■ Work required: From the line with "use crate::backends::driver::CameraStatus;" through the line with "the supported table", repeat the entries verbatim, both end lines included, and add nothing.

[Saved entries]
● ● ●
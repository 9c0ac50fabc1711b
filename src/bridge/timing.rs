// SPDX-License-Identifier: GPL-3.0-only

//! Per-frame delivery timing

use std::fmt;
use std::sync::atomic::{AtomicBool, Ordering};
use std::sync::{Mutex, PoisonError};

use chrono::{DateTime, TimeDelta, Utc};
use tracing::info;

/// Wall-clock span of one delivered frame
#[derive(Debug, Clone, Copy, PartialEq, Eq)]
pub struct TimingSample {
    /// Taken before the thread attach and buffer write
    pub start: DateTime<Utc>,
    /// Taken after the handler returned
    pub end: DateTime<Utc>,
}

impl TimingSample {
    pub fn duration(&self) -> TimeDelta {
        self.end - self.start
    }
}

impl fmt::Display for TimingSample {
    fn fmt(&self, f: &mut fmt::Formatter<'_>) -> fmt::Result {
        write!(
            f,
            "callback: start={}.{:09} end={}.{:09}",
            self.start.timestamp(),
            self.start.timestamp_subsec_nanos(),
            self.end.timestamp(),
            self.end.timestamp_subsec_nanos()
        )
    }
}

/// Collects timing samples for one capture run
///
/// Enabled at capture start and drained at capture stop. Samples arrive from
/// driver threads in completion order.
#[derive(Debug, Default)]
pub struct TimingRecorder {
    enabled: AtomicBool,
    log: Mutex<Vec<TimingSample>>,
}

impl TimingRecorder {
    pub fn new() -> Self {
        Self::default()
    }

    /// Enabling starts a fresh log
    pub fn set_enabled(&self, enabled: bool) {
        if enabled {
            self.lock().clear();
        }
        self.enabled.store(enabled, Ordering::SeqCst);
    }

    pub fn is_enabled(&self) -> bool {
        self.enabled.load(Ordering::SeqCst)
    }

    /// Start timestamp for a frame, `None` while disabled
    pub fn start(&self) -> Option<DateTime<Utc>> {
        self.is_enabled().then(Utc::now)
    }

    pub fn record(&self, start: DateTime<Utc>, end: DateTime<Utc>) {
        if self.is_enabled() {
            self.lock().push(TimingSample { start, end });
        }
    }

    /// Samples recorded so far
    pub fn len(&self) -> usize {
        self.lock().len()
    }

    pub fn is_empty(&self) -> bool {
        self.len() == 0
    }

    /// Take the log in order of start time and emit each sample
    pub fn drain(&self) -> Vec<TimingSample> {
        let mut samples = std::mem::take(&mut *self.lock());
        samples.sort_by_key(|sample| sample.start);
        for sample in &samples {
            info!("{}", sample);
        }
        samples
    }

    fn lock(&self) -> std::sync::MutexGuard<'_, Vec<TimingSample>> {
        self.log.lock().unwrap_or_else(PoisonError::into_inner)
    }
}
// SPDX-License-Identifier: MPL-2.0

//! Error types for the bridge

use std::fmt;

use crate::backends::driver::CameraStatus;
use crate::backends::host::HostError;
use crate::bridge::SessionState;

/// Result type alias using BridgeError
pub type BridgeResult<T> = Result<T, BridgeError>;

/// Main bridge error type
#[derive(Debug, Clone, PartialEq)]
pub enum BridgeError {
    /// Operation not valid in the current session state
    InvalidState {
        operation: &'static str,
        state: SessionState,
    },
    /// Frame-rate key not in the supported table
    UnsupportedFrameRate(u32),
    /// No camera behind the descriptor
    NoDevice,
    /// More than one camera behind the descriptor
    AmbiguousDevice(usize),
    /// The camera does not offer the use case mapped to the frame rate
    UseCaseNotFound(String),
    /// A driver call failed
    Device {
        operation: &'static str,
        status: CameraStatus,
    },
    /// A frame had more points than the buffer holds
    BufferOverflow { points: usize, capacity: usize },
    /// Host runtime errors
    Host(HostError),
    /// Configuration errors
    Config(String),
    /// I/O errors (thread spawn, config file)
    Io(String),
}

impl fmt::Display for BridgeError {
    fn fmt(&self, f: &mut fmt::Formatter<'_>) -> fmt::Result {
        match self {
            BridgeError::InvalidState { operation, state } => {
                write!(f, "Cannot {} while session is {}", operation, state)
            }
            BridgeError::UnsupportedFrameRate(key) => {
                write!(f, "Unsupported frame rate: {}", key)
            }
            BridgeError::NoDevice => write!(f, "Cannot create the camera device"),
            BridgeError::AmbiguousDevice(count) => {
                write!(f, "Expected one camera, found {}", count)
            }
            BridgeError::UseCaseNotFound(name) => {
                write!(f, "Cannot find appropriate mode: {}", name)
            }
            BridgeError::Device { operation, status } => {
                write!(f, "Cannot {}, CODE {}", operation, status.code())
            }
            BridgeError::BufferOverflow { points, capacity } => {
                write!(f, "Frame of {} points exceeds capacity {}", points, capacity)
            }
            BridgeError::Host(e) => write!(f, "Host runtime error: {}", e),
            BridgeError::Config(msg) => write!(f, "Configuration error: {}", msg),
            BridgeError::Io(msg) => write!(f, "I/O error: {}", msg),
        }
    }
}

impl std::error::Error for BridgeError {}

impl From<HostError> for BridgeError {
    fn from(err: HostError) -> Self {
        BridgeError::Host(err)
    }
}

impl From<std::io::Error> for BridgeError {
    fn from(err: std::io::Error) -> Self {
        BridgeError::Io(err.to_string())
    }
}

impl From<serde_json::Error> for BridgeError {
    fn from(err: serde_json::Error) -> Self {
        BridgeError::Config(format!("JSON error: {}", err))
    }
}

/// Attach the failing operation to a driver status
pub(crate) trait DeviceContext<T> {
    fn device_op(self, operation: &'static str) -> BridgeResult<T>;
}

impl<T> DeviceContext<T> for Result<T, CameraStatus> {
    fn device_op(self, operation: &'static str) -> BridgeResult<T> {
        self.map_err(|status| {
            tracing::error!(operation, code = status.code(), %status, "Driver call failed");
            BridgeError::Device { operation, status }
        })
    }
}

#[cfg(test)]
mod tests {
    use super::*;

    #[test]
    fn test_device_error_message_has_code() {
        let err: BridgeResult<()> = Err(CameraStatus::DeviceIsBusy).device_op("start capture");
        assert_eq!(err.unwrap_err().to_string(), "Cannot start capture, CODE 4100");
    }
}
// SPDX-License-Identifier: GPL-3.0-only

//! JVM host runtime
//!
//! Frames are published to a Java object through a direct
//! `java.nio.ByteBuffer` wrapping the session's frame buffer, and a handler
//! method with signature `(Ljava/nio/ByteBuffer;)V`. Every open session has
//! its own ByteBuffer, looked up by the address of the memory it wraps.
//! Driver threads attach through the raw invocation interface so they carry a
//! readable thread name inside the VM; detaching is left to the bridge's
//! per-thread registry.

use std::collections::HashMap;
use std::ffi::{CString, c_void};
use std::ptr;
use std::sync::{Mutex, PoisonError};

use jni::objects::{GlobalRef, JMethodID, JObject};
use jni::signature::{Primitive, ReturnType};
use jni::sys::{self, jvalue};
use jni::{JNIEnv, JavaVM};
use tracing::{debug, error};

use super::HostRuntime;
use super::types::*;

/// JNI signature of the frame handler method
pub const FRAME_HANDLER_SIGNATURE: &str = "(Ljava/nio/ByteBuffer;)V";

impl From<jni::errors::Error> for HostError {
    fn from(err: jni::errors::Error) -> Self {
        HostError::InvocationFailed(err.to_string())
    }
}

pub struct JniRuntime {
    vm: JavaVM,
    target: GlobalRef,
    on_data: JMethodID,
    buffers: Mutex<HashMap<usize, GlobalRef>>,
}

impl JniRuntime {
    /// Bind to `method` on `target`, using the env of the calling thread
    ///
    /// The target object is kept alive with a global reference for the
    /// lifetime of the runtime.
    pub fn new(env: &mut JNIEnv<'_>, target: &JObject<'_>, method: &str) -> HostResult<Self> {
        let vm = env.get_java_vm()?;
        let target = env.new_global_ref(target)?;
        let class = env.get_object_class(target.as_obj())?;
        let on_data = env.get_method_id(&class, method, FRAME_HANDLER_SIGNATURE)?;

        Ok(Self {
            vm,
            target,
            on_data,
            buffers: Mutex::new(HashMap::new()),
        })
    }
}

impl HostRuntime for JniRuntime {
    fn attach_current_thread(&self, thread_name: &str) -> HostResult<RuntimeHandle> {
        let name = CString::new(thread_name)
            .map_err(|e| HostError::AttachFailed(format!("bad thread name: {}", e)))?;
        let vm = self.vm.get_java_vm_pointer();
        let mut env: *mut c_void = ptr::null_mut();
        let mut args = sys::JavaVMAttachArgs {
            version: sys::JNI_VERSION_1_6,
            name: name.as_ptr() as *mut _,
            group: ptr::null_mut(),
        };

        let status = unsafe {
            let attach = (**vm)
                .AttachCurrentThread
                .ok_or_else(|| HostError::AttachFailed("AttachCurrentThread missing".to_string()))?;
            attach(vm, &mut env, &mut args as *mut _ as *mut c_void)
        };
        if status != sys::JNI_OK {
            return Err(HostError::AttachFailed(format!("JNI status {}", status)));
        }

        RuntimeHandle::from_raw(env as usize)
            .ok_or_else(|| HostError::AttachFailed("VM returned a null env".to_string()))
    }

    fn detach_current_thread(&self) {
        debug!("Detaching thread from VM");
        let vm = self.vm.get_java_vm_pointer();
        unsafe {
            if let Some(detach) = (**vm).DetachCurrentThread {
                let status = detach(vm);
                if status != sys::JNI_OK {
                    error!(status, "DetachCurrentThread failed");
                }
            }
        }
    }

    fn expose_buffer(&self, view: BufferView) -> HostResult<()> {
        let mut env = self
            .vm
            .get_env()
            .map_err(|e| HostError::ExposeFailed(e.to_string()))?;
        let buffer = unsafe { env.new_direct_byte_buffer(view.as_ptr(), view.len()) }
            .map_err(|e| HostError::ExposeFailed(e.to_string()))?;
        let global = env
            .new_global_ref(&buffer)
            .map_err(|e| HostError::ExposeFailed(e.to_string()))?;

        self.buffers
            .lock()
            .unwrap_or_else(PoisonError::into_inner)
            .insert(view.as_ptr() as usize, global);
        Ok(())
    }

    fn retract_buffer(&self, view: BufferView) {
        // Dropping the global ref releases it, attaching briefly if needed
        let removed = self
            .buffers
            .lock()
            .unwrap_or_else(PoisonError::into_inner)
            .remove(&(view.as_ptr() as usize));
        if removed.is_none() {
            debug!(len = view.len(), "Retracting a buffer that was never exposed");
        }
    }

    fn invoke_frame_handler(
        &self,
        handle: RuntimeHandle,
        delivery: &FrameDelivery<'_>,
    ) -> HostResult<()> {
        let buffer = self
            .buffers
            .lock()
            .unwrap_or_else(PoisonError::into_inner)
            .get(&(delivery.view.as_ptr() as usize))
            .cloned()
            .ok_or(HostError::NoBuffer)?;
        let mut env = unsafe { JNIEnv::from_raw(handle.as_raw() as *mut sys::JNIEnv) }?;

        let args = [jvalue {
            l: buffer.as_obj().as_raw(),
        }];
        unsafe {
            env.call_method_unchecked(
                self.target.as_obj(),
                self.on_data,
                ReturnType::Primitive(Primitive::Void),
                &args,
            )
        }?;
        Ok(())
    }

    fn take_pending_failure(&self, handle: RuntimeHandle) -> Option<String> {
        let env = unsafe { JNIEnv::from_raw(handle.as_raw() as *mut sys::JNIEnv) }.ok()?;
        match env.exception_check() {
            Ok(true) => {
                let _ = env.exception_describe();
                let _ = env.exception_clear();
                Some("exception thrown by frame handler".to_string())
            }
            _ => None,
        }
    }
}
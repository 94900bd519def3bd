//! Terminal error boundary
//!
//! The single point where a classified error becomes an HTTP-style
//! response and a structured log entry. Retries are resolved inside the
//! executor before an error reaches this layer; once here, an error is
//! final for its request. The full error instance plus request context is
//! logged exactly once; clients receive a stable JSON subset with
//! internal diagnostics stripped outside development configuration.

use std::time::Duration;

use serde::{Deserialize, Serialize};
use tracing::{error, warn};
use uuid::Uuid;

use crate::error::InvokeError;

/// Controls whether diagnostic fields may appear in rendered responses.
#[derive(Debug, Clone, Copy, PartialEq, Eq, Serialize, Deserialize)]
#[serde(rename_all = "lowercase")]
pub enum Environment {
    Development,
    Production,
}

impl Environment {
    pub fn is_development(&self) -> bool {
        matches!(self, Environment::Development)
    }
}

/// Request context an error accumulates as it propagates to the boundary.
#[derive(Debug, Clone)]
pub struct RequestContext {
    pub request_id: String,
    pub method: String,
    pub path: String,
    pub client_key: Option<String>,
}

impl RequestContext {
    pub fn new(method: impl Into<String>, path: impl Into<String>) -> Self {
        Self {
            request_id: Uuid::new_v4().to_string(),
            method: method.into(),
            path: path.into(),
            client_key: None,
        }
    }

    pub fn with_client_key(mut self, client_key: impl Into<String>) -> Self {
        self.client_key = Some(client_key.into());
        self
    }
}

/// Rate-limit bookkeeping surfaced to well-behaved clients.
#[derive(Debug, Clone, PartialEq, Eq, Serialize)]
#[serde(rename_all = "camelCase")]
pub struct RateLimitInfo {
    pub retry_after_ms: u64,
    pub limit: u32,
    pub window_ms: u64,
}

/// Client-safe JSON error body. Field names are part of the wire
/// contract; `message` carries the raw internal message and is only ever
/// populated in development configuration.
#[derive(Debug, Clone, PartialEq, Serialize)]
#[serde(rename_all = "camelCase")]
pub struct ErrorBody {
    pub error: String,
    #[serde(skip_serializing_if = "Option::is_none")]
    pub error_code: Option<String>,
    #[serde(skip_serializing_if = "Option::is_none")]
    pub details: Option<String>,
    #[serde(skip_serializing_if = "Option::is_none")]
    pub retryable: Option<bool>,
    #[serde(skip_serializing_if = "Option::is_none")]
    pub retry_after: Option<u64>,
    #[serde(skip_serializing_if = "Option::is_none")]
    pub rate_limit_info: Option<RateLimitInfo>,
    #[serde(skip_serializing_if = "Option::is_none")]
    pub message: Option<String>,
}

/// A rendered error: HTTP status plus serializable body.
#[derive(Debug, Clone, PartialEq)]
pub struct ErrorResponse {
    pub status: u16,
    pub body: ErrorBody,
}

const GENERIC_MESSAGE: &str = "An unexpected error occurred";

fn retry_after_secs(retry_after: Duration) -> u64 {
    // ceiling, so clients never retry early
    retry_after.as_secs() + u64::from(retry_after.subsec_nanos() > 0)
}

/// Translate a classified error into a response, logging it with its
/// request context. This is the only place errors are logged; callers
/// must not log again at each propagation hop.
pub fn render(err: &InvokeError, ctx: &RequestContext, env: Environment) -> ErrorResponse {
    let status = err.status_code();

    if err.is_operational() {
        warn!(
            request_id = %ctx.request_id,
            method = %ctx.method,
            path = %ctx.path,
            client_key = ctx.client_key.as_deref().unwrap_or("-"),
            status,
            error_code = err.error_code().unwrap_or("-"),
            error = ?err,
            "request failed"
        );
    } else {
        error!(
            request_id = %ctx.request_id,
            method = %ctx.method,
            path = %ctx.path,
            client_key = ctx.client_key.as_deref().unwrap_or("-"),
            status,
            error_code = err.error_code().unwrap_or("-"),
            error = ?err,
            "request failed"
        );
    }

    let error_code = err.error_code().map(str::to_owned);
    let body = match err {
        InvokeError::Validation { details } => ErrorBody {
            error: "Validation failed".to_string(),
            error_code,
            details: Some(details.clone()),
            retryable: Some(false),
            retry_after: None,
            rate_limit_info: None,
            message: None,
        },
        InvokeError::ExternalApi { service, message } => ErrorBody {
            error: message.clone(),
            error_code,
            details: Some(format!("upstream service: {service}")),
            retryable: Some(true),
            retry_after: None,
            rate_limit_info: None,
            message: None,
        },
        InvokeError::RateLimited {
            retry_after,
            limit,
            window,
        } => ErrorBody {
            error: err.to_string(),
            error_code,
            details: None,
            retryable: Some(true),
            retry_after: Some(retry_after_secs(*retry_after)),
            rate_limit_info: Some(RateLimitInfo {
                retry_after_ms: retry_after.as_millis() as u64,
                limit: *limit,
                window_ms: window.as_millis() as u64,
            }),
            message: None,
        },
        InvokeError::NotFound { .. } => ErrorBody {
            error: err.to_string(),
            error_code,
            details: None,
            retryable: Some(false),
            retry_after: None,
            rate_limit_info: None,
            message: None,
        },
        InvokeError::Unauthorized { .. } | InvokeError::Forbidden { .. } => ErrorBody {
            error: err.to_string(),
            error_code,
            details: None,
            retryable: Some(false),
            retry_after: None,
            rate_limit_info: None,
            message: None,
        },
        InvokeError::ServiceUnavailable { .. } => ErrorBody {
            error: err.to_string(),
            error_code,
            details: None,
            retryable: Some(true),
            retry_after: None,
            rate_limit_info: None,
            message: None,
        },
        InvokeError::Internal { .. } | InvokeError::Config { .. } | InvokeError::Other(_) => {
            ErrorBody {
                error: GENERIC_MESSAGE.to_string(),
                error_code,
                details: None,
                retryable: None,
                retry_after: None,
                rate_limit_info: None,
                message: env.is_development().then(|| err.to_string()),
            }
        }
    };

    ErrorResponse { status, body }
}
● ● ●
■ Reply:
use crate::backends::driver::CameraStatus;
use crate::backends::host::HostError;
use crate::bridge::SessionState;

/// Result type alias using BridgeError
pub type BridgeResult<T> = Result<T, BridgeError>;

/// Main bridge error type
#[derive(Debug, Clone, PartialEq)]
pub enum BridgeError {
    /// Operation not valid in the current session state
    InvalidState {
        operation: &'static str,
        state: SessionState,
    },
    /// Frame-rate key not in the supported table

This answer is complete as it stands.